Ce palmarès ne porte que sur quatre types de cancer (prostate, sein, système digestif et l'ensemble tête et cou) qui représentent la moitié des cancers découverts chaque année. Pour chaque type de cancer les établissements sont classés en :

  • pôle d'excellence (3 étoiles) ;
  • très bons (deux étoiles) ;
  • bons (1 étoile).

Les critères de classement sont :

  • les seuils d'autorisation de l'Institut du cancer ;
  • l'expérience des établissements dans le domaine, évaluer à partir des volumes d'activité ;
  • le résultat de la certification HAS pour l'évaluation de la qualité des soins.

La clinique Saint GEORGE n'est pas classée pour le traitement des cancers ORL dont le traitement est pratiqué dans un autre établissement du groupe : la clinique Saint ANTOINE.

Pour ce premier classement en 2009, la clinique Saint GEORGE a obtenu :

  • 3 étoiles (pôle d'excellence), pour le traitement des cancers de l'appareil digestif ;
  • 3 étoiles (pôle d'excellence), pour le traitement des cancers du seins.

L'hebdomadaire « L'Express »

Lutte contre les infections nosocomiales

L'express du 22 janvier 2009

Le classement annuel des hôpitaux et cliniques pour leur action contre les infections nosocomiales, établi par le ministère de la Santé, est publié en détail dans L’Express (pages 78 à 112) du 10 décembre 2009.

Le palmarès 2009, est établi à partir des données 2008, collectées et analysées en 2009 et rendues publiques par le ministère.
Les établissements ont été répartis en sous-ensembles (sept catégories) comme sur l'a fait le ministère de la Santé. Ils sont « classés » par l'hebdomadaire en « TRES BON », « BON », « MOYEN », « PASSABLE » et « MEDIOCRE ».
La clinique Saint GEORGE est placée parmi les tous premiers établissements des Alpes-Maritimes dans sa catégorie.

Pour ce classement 2010, la clinique Saint GEORGE est classée, parmi les 325 établissements privés de plus de 100 lits en France, à la :

  • 27e place et se situe dans les établissements classés « TRES BON ».

Traitement de la douleur

L'express 2010

Ce nouveau classement, paru le 16 juin 2010 dans la presse écrite, a concerné plus de 1200 établissements français classés en six catégories (classe A à E).

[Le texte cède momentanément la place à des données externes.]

// ==========================================
// 物流决策支持引擎 - 领域类型定义
// ==========================================
// 职责: 库存状态 / 车辆状态 / 推荐等级 / 利润率
// ==========================================

use serde::{Deserialize, Serialize};
use std::fmt;
use std::str::FromStr;

// ==========================================
// 库存状态 (Inventory Status)
// ==========================================
// 红线: 每条库存记录有且仅有一个状态
// 序列化格式: SCREAMING_SNAKE_CASE
#[derive(Debug, Clone, Copy, PartialEq, Eq, Hash, Serialize, Deserialize)]
#[serde(rename_all = "SCREAMING_SNAKE_CASE")]
pub enum InventoryStatus {
    Healthy,     // 正常
    CriticalLow, // 低于补货线
    Overstocked, // 超过补货线 3 倍
}

impl fmt::Display for InventoryStatus {
    fn fmt(&self, f: &mut fmt::Formatter<'_>) -> fmt::Result {
        match self {
            InventoryStatus::Healthy => write!(f, "HEALTHY"),
            InventoryStatus::CriticalLow => write!(f, "CRITICAL_LOW"),
            InventoryStatus::Overstocked => write!(f, "OVERSTOCKED"),
        }
    }
}

// ==========================================
// 车辆状态 (Vehicle Status)
// ==========================================
#[derive(Debug, Clone, Copy, PartialEq, Eq, Hash, Serialize, Deserialize)]
#[serde(rename_all = "SCREAMING_SNAKE_CASE")]
pub enum VehicleStatus {
    Available,   // 可调度
    InTransit,   // 运输中
    Maintenance, // 维修中
    Unavailable, // 其他不可用
}

impl VehicleStatus {
    pub fn is_available(&self) -> bool {
        matches!(self, VehicleStatus::Available)
    }
}

impl fmt::Display for VehicleStatus {
    fn fmt(&self, f: &mut fmt::Formatter<'_>) -> fmt::Result {
        match self {
            VehicleStatus::Available => write!(f, "AVAILABLE"),
            VehicleStatus::InTransit => write!(f, "IN_TRANSIT"),
            VehicleStatus::Maintenance => write!(f, "MAINTENANCE"),
            VehicleStatus::Unavailable => write!(f, "UNAVAILABLE"),
        }
    }
}

impl FromStr for VehicleStatus {
    type Err = String;

    /// 宽松解析: 忽略大小写、空格、下划线、连字符
    ///
    /// "Available" / "In_Transit" / "in transit" / "MAINTENANCE" 均可识别
    fn from_str(s: &str) -> Result<Self, Self::Err> {
        let normalized: String = s
            .chars()
            .filter(|c| !matches!(c, ' ' | '_' | '-'))
            .collect::<String>()
            .to_lowercase();

        match normalized.as_str() {
            "available" => Ok(VehicleStatus::Available),
            "intransit" => Ok(VehicleStatus::InTransit),
            "maintenance" | "undermaintenance" => Ok(VehicleStatus::Maintenance),
            "unavailable" | "outofservice" | "retired" => Ok(VehicleStatus::Unavailable),
            other => Err(format!("未知车辆状态: {}", other)),
        }
    }
}

// ==========================================
// 车辆推荐等级 (Rank Label)
// ==========================================
// 顺序: Best < Good < Viable
#[derive(Debug, Clone, Copy, PartialEq, Eq, PartialOrd, Ord, Serialize, Deserialize)]
#[serde(rename_all = "snake_case")]
pub enum RankLabel {
    Best,
    Good,
    Viable,
}

impl RankLabel {
    /// 按名次（从 0 开始）取等级，超出前三名返回 None
    pub fn from_position(position: usize) -> Option<Self> {
        match position {
            0 => Some(RankLabel::Best),
            1 => Some(RankLabel::Good),
            2 => Some(RankLabel::Viable),
            _ => None,
        }
    }
}

impl fmt::Display for RankLabel {
    fn fmt(&self, f: &mut fmt::Formatter<'_>) -> fmt::Result {
        match self {
            RankLabel::Best => write!(f, "best"),
            RankLabel::Good => write!(f, "good"),
            RankLabel::Viable => write!(f, "viable"),
        }
    }
}

// ==========================================
// 利润率 (Margin Percent)
// ==========================================
// 红线: 申报价值为 0 时利润率未定义，必须显式标记，不得静默置 0 或 ∞
#[derive(Debug, Clone, Copy, PartialEq, Serialize, Deserialize)]
#[serde(tag = "kind", content = "value", rename_all = "snake_case")]
pub enum MarginPercent {
    Defined(f64),
    Undefined,
}

impl MarginPercent {
    /// 由净利润与申报价值计算利润率
    pub fn from_profit(net_profit: f64, order_value: f64) -> Self {
        if order_value == 0.0 {
            MarginPercent::Undefined
        } else {
            MarginPercent::Defined(net_profit / order_value * 100.0)
        }
    }

    pub fn value(&self) -> Option<f64> {
        match self {
            MarginPercent::Defined(v) => Some(*v),
            MarginPercent::Undefined => None,
        }
    }

    pub fn is_defined(&self) -> bool {
        matches!(self, MarginPercent::Defined(_))
    }

    /// 对一组利润率取均值，仅统计已定义的值；全部未定义时返回 Undefined
    pub fn mean_of<I>(margins: I) -> Self
    where
        I: IntoIterator<Item = MarginPercent>,
    {
        let (sum, count) = margins
            .into_iter()
            .filter_map(|m| m.value())
            .fold((0.0_f64, 0_usize), |(s, c), v| (s + v, c + 1));

        if count == 0 {
            MarginPercent::Undefined
        } else {
            MarginPercent::Defined(sum / count as f64)
        }
    }
}

impl fmt::Display for MarginPercent {
    fn fmt(&self, f: &mut fmt::Formatter<'_>) -> fmt::Result {
        match self {
            MarginPercent::Defined(v) => write!(f, "{}%", v),
            MarginPercent::Undefined => write!(f, "UNDEFINED"),
        }
    }
}
use super::*;
use crate::domain::route::{RouteCandidate, RouteRecord};
use crate::domain::types::{RankLabel, VehicleStatus};
use crate::domain::vehicle::{ScoreNormalization, Vehicle};
use crate::engine::error::EngineError;

// ==========================================
// 测试辅助函数
// ==========================================

fn create_test_route(label: &str, distance_km: f64, fuel_l: f64, toll: f64) -> RouteRecord {
    RouteRecord {
        order_id: None,
        route: label.to_string(),
        distance_km,
        fuel_consumption_l: fuel_l,
        toll_charges: toll,
        traffic_delay_minutes: 0.0,
        weather_impact: None,
    }
}

fn create_test_vehicle(
    id: &str,
    efficiency: f64,
    emissions: f64,
    age: f64,
    status: VehicleStatus,
) -> Vehicle {
    Vehicle {
        vehicle_id: id.to_string(),
        vehicle_type: "Medium_Truck".to_string(),
        capacity_kg: 5000.0,
        fuel_efficiency_km_per_l: efficiency,
        co2_emissions_kg_per_km: emissions,
        age_years: age,
        status,
        current_location: "Mumbai".to_string(),
    }
}

fn shortest_of(outcome: RouteSelectionOutcome) -> RouteCandidate {
    match outcome {
        RouteSelectionOutcome::Found(selection) => selection.shortest,
        other => panic!("应找到路线, 实际: {:?}", other),
    }
}

fn ranking_of(outcome: VehicleRecommendationOutcome) -> crate::domain::vehicle::RouteScopedRanking {
    match outcome {
        VehicleRecommendationOutcome::Ranked(ranking) => ranking,
        VehicleRecommendationOutcome::NoVehicleAvailable => panic!("应有可用车辆"),
    }
}

// ==========================================
// 路线查询
// ==========================================

#[test]
fn test_shortest_of_two_parallel_routes() {
    let engine = RouteSelectionEngine::new();
    let routes = vec![
        create_test_route("A-B", 120.0, 12.0, 300.0),
        create_test_route("A-B", 100.0, 15.0, 200.0),
        create_test_route("A-C", 50.0, 5.0, 0.0),
    ];

    match engine.select_route(&routes, "A", "B") {
        RouteSelectionOutcome::Found(selection) => {
            assert_eq!(selection.shortest.record.distance_km, 100.0);
            assert_eq!(selection.candidates.len(), 2);
            // 燃油费 = 15 × 100, 总成本 = 1500 + 200
            assert_eq!(selection.shortest.fuel_cost, 1500.0);
            assert_eq!(selection.shortest.total_cost, 1700.0);
        }
        other => panic!("应找到路线, 实际: {:?}", other),
    }
}

#[test]
fn test_select_route_is_symmetric() {
    let engine = RouteSelectionEngine::new();
    let routes = vec![
        create_test_route("Mumbai-Delhi", 1400.0, 150.0, 900.0),
        create_test_route("Delhi-Mumbai", 1380.0, 160.0, 800.0),
        create_test_route("Mumbai-Pune", 150.0, 20.0, 100.0),
    ];

    let forward = engine.select_route(&routes, "Mumbai", "Delhi");
    let backward = engine.select_route(&routes, "Delhi", "Mumbai");

    match (forward, backward) {
        (RouteSelectionOutcome::Found(f), RouteSelectionOutcome::Found(b)) => {
            assert_eq!(f.candidates, b.candidates);
            assert_eq!(f.shortest, b.shortest);
            assert_eq!(f.shortest.record.distance_km, 1380.0);
        }
        other => panic!("双向都应找到路线: {:?}", other),
    }
}

#[test]
fn test_shortest_tie_keeps_first_occurrence() {
    let engine = RouteSelectionEngine::new();
    let routes = vec![
        create_test_route("A-B", 100.0, 10.0, 1.0),
        create_test_route("B-A", 100.0, 10.0, 2.0),
    ];

    let shortest = shortest_of(engine.select_route(&routes, "A", "B"));
    assert_eq!(shortest.record.toll_charges, 1.0);
}

#[test]
fn test_no_route_found_echoes_endpoints() {
    let engine = RouteSelectionEngine::new();
    let routes = vec![create_test_route("A-B", 100.0, 10.0, 0.0)];

    assert_eq!(
        engine.select_route(&routes, "X", "Y"),
        RouteSelectionOutcome::NoRouteFound {
            origin: "X".to_string(),
            destination: "Y".to_string(),
        }
    );
}

#[test]
fn test_network_stats_and_cities() {
    let engine = RouteSelectionEngine::new();
    let routes = vec![
        create_test_route("Mumbai-Delhi", 1400.0, 150.0, 900.0),
        create_test_route("Pune-Mumbai", 200.0, 30.0, 100.0),
        create_test_route("broken", 999.0, 1.0, 1.0),
    ];

    let stats = engine.network_stats(&routes);
    assert_eq!(stats.total_routes, 2);
    assert_eq!(stats.cities_covered, 3);
    assert_eq!(stats.average_distance_km, 800.0);
    assert_eq!(stats.longest_distance_km, 1400.0);
    assert_eq!(stats.average_fuel_consumption_l, 90.0);
    assert_eq!(stats.average_toll_charges, 500.0);

    assert_eq!(engine.list_cities(&routes), vec!["Delhi", "Mumbai", "Pune"]);
}

#[test]
fn test_network_stats_empty() {
    let engine = RouteSelectionEngine::new();
    let stats = engine.network_stats(&[]);
    assert_eq!(stats.total_routes, 0);
    assert_eq!(stats.average_distance_km, 0.0);
}

// ==========================================
// 车辆评分
// ==========================================

#[test]
fn test_composite_formula_pinned() {
    let norm = ScoreNormalization {
        max_fuel_cost: 2000.0,
        max_emissions_kg: 100.0,
    };
    // 0.4 × 0.5 + 0.4 × 0.25 + 0.2 × (1 - 6/10) = 0.2 + 0.1 + 0.08
    let score = composite_score(1000.0, 25.0, 6.0, &norm);
    assert!((score - 0.38).abs() < 1e-12);
}

#[test]
fn test_age_score_clamped() {
    assert_eq!(age_score(3.0), 7.0);
    assert_eq!(age_score(0.0), 10.0);
    assert_eq!(age_score(15.0), 0.0);
    assert_eq!(age_score(-2.0), 10.0);
}

#[test]
fn test_zero_denominator_contributes_zero() {
    let norm = ScoreNormalization {
        max_fuel_cost: 0.0,
        max_emissions_kg: 0.0,
    };
    assert_eq!(composite_score(0.0, 0.0, 10.0, &norm), 0.0);
}

#[test]
fn test_recommend_vehicles_ranks_top_three() {
    let engine = RouteSelectionEngine::new();
    let route = shortest_of(engine.select_route(
        &[create_test_route("A-B", 100.0, 10.0, 0.0)],
        "A",
        "B",
    ));
    let vehicles = vec![
        create_test_vehicle("V-OLD", 5.0, 1.0, 10.0, VehicleStatus::Available),
        create_test_vehicle("V-NEW", 10.0, 0.5, 0.0, VehicleStatus::Available),
        create_test_vehicle("V-MID", 8.0, 0.8, 4.0, VehicleStatus::Available),
        create_test_vehicle("V-BUSY", 20.0, 0.1, 0.0, VehicleStatus::InTransit),
        create_test_vehicle("V-WORST", 4.0, 1.2, 12.0, VehicleStatus::Available),
    ];

    let ranking = ranking_of(engine.recommend_vehicles(&vehicles, &route).unwrap());

    assert_eq!(ranking.candidate_count, 4);
    assert_eq!(ranking.distance_km, 100.0);
    // 最大燃油费 = 100 / 4 × 100 = 2500; 最大排放 = 1.2 × 100 = 120
    assert_eq!(ranking.normalization.max_fuel_cost, 2500.0);
    assert_eq!(ranking.normalization.max_emissions_kg, 120.0);

    let ids: Vec<&str> = ranking
        .recommendations
        .iter()
        .map(|r| r.score.vehicle_id.as_str())
        .collect();
    assert_eq!(ids, vec!["V-NEW", "V-MID", "V-OLD"]);

    let ranks: Vec<RankLabel> = ranking.recommendations.iter().map(|r| r.rank).collect();
    assert_eq!(ranks, vec![RankLabel::Best, RankLabel::Good, RankLabel::Viable]);

    let best = &ranking.recommendations[0].score;
    assert_eq!(best.fuel_cost, 1000.0);
    assert_eq!(best.emissions_kg, 50.0);
    assert_eq!(best.age_score, 10.0);
    let expected = 0.4 * (1000.0 / 2500.0) + 0.4 * (50.0 / 120.0);
    assert!((best.composite_score - expected).abs() < 1e-12);
}

#[test]
fn test_recommend_vehicles_fewer_than_three() {
    let engine = RouteSelectionEngine::new();
    let route = shortest_of(engine.select_route(
        &[create_test_route("A-B", 50.0, 5.0, 0.0)],
        "A",
        "B",
    ));
    let vehicles = vec![create_test_vehicle("V1", 10.0, 0.5, 2.0, VehicleStatus::Available)];

    let ranking = ranking_of(engine.recommend_vehicles(&vehicles, &route).unwrap());
    assert_eq!(ranking.recommendations.len(), 1);
    assert_eq!(ranking.best().map(|r| r.rank), Some(RankLabel::Best));
}

#[test]
fn test_no_vehicle_available() {
    let engine = RouteSelectionEngine::new();
    let route = shortest_of(engine.select_route(
        &[create_test_route("A-B", 50.0, 5.0, 0.0)],
        "A",
        "B",
    ));
    let vehicles = vec![
        create_test_vehicle("V1", 10.0, 0.5, 2.0, VehicleStatus::Maintenance),
        create_test_vehicle("V2", 10.0, 0.5, 2.0, VehicleStatus::InTransit),
    ];

    assert_eq!(
        engine.recommend_vehicles(&vehicles, &route).unwrap(),
        VehicleRecommendationOutcome::NoVehicleAvailable
    );
}

#[test]
fn test_zero_fuel_efficiency_is_malformed() {
    let engine = RouteSelectionEngine::new();
    let route = shortest_of(engine.select_route(
        &[create_test_route("A-B", 50.0, 5.0, 0.0)],
        "A",
        "B",
    ));
    let vehicles = vec![create_test_vehicle("V1", 0.0, 0.5, 2.0, VehicleStatus::Available)];

    let err = engine.recommend_vehicles(&vehicles, &route).unwrap_err();
    assert!(matches!(err, EngineError::MalformedRecord { .. }));
}

#[test]
fn test_equal_scores_keep_input_order() {
    let engine = RouteSelectionEngine::new();
    let route = shortest_of(engine.select_route(
        &[create_test_route("A-B", 80.0, 5.0, 0.0)],
        "A",
        "B",
    ));
    let vehicles = vec![
        create_test_vehicle("V1", 10.0, 0.5, 2.0, VehicleStatus::Available),
        create_test_vehicle("V2", 10.0, 0.5, 2.0, VehicleStatus::Available),
    ];

    let ranking = ranking_of(engine.recommend_vehicles(&vehicles, &route).unwrap());
    assert_eq!(ranking.recommendations[0].score.vehicle_id, "V1");
    assert_eq!(ranking.recommendations[1].score.vehicle_id, "V2");
}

Les établissements ont été présentés par types (CHU, cliniques avec plus de 100 lits...). Les critères de classement sont :

  • l'existence d'un « Comité de Lutte contre la douleur » (CLUD) dans l'établissement (3 points) ;
  • la part d'infirmières formées au traitement de la douleur (3 points) ;
  • l'existence d'une structure de traitement de la douleur chronique et d'une équipe mobile (5 points) ;
  • la présence d'une équipe de professionnels référente de la douleur (3 points) ;
  • l'existence de protocoles d'évaluation de la douleur des patients à leur arrivée dans le service et des douleurs induites par des soins (6 points).

Pour ce classement 2010, la clinique Saint GEORGE a obtenu :

  • La classe A (note > à 16/20), ce qui la place parmi les meilleures cliniques du département pour la prise en charge de la douleur et démontre le souci de la qualité des soins et du respect du patient dans la clinique.